Overview
Article 168 defines the Type 2 equity capital branch used in final equity-risk aggregation.[1]
Article 168 groups the final equity-risk formula into a Type 1 component and a Type 2 component made of standard Type 2 equity, qualifying infrastructure equity risk, and qualifying infrastructure corporate equity risk. Article 169 defines the shocks for those branches: standard Type 2 equities use 49% plus the symmetric adjustment, qualifying infrastructure project equities use 30% plus 77% of the symmetric adjustment, and qualifying infrastructure corporate equities use 36% plus 92% of the symmetric adjustment.[2]
Strategic, long-term, and duration-based Type 2 exposures are included in the relevant branch at the 22% preferential shock where the relevant regulatory conditions apply.
Under Article 87, Basic Own Funds are defined as the excess of assets over liabilities both valued on a market-consistent basis, where qualifying subordinated liabilities are excluded from the liability figure.[3] A full undertaking-specific BOF impact may therefore require recalculating technical provisions under Article 83.
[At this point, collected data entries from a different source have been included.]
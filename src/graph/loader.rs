//! Recursive document-to-graph loader.
//!
//! Walks a parsed nested document depth-first: primitive fields merge into
//! the owning vertex payload, nested objects become neighboring vertices
//! connected by an edge named after the field they appeared under.
//!
//! Nested objects lacking both `name` and `@type` normalize to the sentinel
//! ("Unknown", "Thing") key, so every anonymous object in a document
//! coalesces into one shared vertex. That is a consequence of identity-key
//! deduplication, not a special case.

use serde_json::{Map, Value};

use crate::error::{GraphldError, Result};
use super::store::Graph;
use super::vertex::{EntityKey, Vertex};

/// Document field holding an entity's label.
const LABEL_FIELD: &str = "name";
/// Document field holding an entity's schema/type tag.
const SCHEMA_FIELD: &str = "@type";
/// Label sentinel for anonymous entities.
const DEFAULT_LABEL: &str = "Unknown";
/// Schema sentinel for untyped entities (schema.org's root type).
const DEFAULT_SCHEMA: &str = "Thing";

/// Default cap on document nesting depth.
pub const DEFAULT_MAX_DEPTH: usize = 64;

/// Normalize a mapping to its identity key.
///
/// Label comes from the `name` field, schema from `@type`; either absent
/// (or non-string) falls back to the sentinel.
pub fn entity_key(mapping: &Map<String, Value>) -> EntityKey {
    let label = mapping
        .get(LABEL_FIELD)
        .and_then(Value::as_str)
        .unwrap_or(DEFAULT_LABEL);
    let schema = mapping
        .get(SCHEMA_FIELD)
        .and_then(Value::as_str)
        .unwrap_or(DEFAULT_SCHEMA);
    EntityKey::new(label, Some(schema))
}

/// Load one parsed document into a graph.
///
/// The whole load runs in a single transaction: on error the graph rolls
/// back to its prior state rather than keeping a partial load.
pub fn load_document(graph: &mut Graph, doc: &Value, max_depth: usize) -> Result<()> {
    graph.begin()?;
    match load_node(graph, doc, max_depth) {
        Ok(()) => graph.commit(),
        Err(e) => {
            let _ = graph.rollback();
            Err(e)
        }
    }
}

/// Dispatch on a top-level document node.
///
/// A mapping loads as one entity; a sequence loads each element
/// independently (no vertex for the sequence itself); primitives carry no
/// entity and are ignored.
fn load_node(graph: &mut Graph, node: &Value, max_depth: usize) -> Result<()> {
    match node {
        Value::Object(mapping) => {
            load_mapping(graph, mapping, max_depth, 1)?;
            Ok(())
        }
        Value::Array(items) => {
            for item in items {
                load_node(graph, item, max_depth)?;
            }
            Ok(())
        }
        _ => Ok(()),
    }
}

/// Create the vertex for a mapping and expand its fields.
fn load_mapping(
    graph: &mut Graph,
    mapping: &Map<String, Value>,
    max_depth: usize,
    depth: usize,
) -> Result<Vertex> {
    check_depth(depth, max_depth)?;
    let key = entity_key(mapping);
    let vertex = graph.add_vertex(&key.label, key.schema.as_deref())?;
    expand_fields(graph, &vertex, mapping, max_depth, depth)?;
    Ok(vertex)
}

/// Walk a mapping's fields: primitives into payload, nested values into
/// edges plus recursion.
fn expand_fields(
    graph: &mut Graph,
    vertex: &Vertex,
    mapping: &Map<String, Value>,
    max_depth: usize,
    depth: usize,
) -> Result<()> {
    // Primitive fields first, merged in one pass. The label field is
    // consumed by identity; add_payload itself drops reserved @-keys and
    // non-primitive values, so only containers are skipped here.
    let mut fields = Map::new();
    for (key, value) in mapping {
        if key == LABEL_FIELD || value.is_object() || value.is_array() {
            continue;
        }
        fields.insert(key.clone(), value.clone());
    }
    if !fields.is_empty() {
        graph.add_payload(vertex, &fields)?;
    }

    // Nested fields in document order.
    for (key, value) in mapping {
        match value {
            Value::Object(nested) => {
                link_and_expand(graph, vertex, key, nested, max_depth, depth)?;
            }
            Value::Array(items) => {
                expand_sequence(graph, vertex, key, items, max_depth, depth)?;
            }
            _ => {}
        }
    }
    Ok(())
}

/// Handle one nested mapping: create-or-fetch its vertex, link it under the
/// field's predicate, then recurse into its own fields.
fn link_and_expand(
    graph: &mut Graph,
    source: &Vertex,
    predicate: &str,
    nested: &Map<String, Value>,
    max_depth: usize,
    depth: usize,
) -> Result<()> {
    check_depth(depth + 1, max_depth)?;
    let key = entity_key(nested);
    let nbr = graph.add_vertex(&key.label, key.schema.as_deref())?;
    graph.add_neighbor(source, &nbr, predicate)?;
    log::debug!(
        "{} --{}--> {}",
        source.label,
        predicate,
        nbr.label
    );
    expand_fields(graph, &nbr, nested, max_depth, depth + 1)?;
    Ok(())
}

/// Handle a sequence-valued field. Mapping elements get an edge and are
/// expanded; nested sequences are recursed; primitive elements are ignored.
fn expand_sequence(
    graph: &mut Graph,
    source: &Vertex,
    predicate: &str,
    items: &[Value],
    max_depth: usize,
    depth: usize,
) -> Result<()> {
    for item in items {
        match item {
            Value::Object(nested) => {
                link_and_expand(graph, source, predicate, nested, max_depth, depth)?;
            }
            Value::Array(inner) => {
                check_depth(depth + 1, max_depth)?;
                expand_sequence(graph, source, predicate, inner, max_depth, depth + 1)?;
            }
            _ => {}
        }
    }
    Ok(())
}

fn check_depth(depth: usize, max_depth: usize) -> Result<()> {
    if depth > max_depth {
        return Err(GraphldError::UnsupportedFormat(format!(
            "document nesting exceeds maximum depth {max_depth}"
        )));
    }
    Ok(())
}
pub mod config;
pub mod error;
pub mod db;
pub mod graph;
pub mod ingest;

pub use config::Config;
pub use error::{GraphldError, Result};
pub use graph::{
    Edge, EntityKey, Graph, KnowledgeGraph, MultiKnowledgeGraph, Vertex, VertexQuery,
};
Article 83 mandates that the following assumptions apply in any standard formula scenario-based module or sub-module calculation:
* The risk margin does not change.
* Deferred tax assets and liabilities do not change.
* Future discretionary benefits do not change.
* Management actions during the scenario are not reflected.
This page does not model liability-side responses, Article 84 look-through, or eligibility evidence. The input exposures should already be mutually exclusive and already classified into the Type 2 component.
Technical Rationale
Article 168 keeps Type 2 equity separate from Type 1 because the residual equity category carries a higher standard calibration and a different position in the final equity-risk correlation structure. Article 169 then preserves distinct standard, qualifying infrastructure project, and qualifying infrastructure corporate branches because each branch has its own regulatory shock calibration and symmetric-adjustment multiplier.[1][2]
The preferential 22% lines remain separate from the standard and infrastructure lines so strategic, long-term, and duration-based eligibility evidence stays auditable before the prepared Type 2 capital amount enters Article 168 aggregation.